All through the day I was calculating time differences to try to pinpoint Maria Pia, Said and Wafa on the world map as they are making their way to her old and their new home in Cambridge. I am trying to imagine what it must be like for Wafa and Said to fly further and further away from everything they have always known to this fantasy world that is called America. I picture diminutive Wafa sitting in the wide business class seat, being served food that he cannot recognize, offered wine and treated like royalty by sollicitous flight attendants. About Said I have no doubt that he has stolen everyone’s heart. A few of us have already fallen for his charms.Kabul 009

Andrew came by in the evening to catch up on our news and press us to find a small opening in our busy schedule to come to Small Point before we leave. There is another request from San Diego. I am not making any commitments until I know how the shoulder surgery next week will turn out and once I know the dates for my trip to Ghana that has to happen before the end of August.

We showed our captive audience (Andrew, Tessa and some of her friends) pictures Axel had taken from a moving car with dirty windows, showing, quite literally, glimpses of Kabul. Everyone was quite patient with us. In the middle of the show our new neighbors Stephen and Isabella showed up, out for a late evening stroll from the other side of Masconomo Street. We met them at Quaker meeting on Sunday – imagine that, two couples from Masconomo Street in our tiny meeting.

Between the five of us there were only 1 or 2 degrees of separation with several other people with whom they share one connection or another. They are musicians and artists who moved up from Washington. Isabella teaches meditation, chanting and also happens to be a Reiki Master. She offered to accompany me to surgery for a pre- and post Reiki session to help jumpstart my recovery. I think I will take her up on that.

Back to work

The contrast between Kabul and Manchester-by-the-Sea could not be bigger. It’s lush, green, and wet here. The only thing the two places have in common is the heat on those few days it is actually hot in Manchester.

Sunday is no longer the first work day of the week and we took advantage of that: sleeping in till 6 AM (!), Quaker meeting (Being of Service), a macchiato for Ethiopia’s sake at the Atomic Café in Beverly, a visit to a local farm stand in Gloucester and a stop by Manchester’s lobster pond.

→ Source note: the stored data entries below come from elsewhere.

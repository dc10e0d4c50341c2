// SPDX-License-Identifier: MIT
// Copyright 2026 FocusFlow contributors

//! FocusFlow API Server
//!
//! Group focus sessions with a break/escalation state machine,
//! reliability/focus scoring and recap gamification.

use focusflow::{
    config::Config,
    db::Db,
    services::{BreakService, EmailNotifier, ScoringService, SessionService},
    AppState,
};
use std::sync::Arc;
use tracing_subscriber::{layer::SubscriberExt, util::SubscriberInitExt};

#[tokio::main]
async fn main() -> Result<(), Box<dyn std::error::Error>> {
    // Initialize structured JSON logging
    init_logging();

    // Load configuration from environment
    let config = Config::from_env().expect("Failed to load configuration");
    tracing::info!(port = config.port, "Starting FocusFlow API");

    // Open the database and run idempotent migrations before serving.
    let db = Db::open(&config.database_path).expect("Failed to open database");

    // Escalation notifier (valid in the unconfigured state)
    let notifier = EmailNotifier::from_config(&config);
    tracing::info!(
        configured = notifier.is_configured(),
        "Escalation notifier initialized"
    );

    let sessions = SessionService::new(db.clone());
    let breaks = BreakService::new(db.clone(), notifier, config.frontend_url.clone());
    let scoring = ScoringService::new(db.clone());

    // Server-side overdue-break sweep. The escalate endpoint stays for
    // client polling; both paths run the same idempotent transition.
    let sweeper = breaks.clone();
    let sweep_seconds = config.escalation_sweep_seconds;
    tokio::spawn(async move {
        sweeper.run_sweeper(sweep_seconds).await;
    });
    tracing::info!(interval_seconds = sweep_seconds, "Overdue-break sweeper started");

    // Build shared state
    let state = Arc::new(AppState {
        config: config.clone(),
        db,
        sessions,
        breaks,
        scoring,
    });

    // Build router
    let app = focusflow::routes::create_router(state);

    // Start server
    let addr = format!("0.0.0.0:{}", config.port);
    let listener = tokio::net::TcpListener::bind(&addr).await?;
    tracing::info!(address = %addr, "Server listening");

    axum::serve(listener, app).await?;
    Ok(())
}

/// Initialize structured JSON logging.
fn init_logging() {
    let format = tracing_subscriber::fmt::layer()
        .json()
        .with_target(false)
        .with_current_span(true)
        .flatten_event(true);

    tracing_subscriber::registry()
        .with(
            tracing_subscriber::EnvFilter::from_default_env()
                .add_directive("focusflow=debug".parse().unwrap())
                .add_directive("info".parse().unwrap()),
        )
        .with(format)
        .init();
}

I transformed our purchases into a huge loaf of whole wheat bread (for the Dutch cheese), an enormous pot of gazpacho to last us for the week, homemade strawberry yogurt and a lobster-corn dinner with Steve, Tessa and their friend Kara.

I between these domestic chores I completed my expense forms, followed Rory Stewart further on his walk from Herat to Kabul to the Minaret of Jam, and helped myself to peapods and raspberries from the garden in exchange for pulling a few weeds.

Early this morning I received word that I am now officially approved in my new role as Technical Director for Management and Leadership in the Tech-Serve Project. The only thing that could stand in the way now of our settling into our new life is if the elections go awry.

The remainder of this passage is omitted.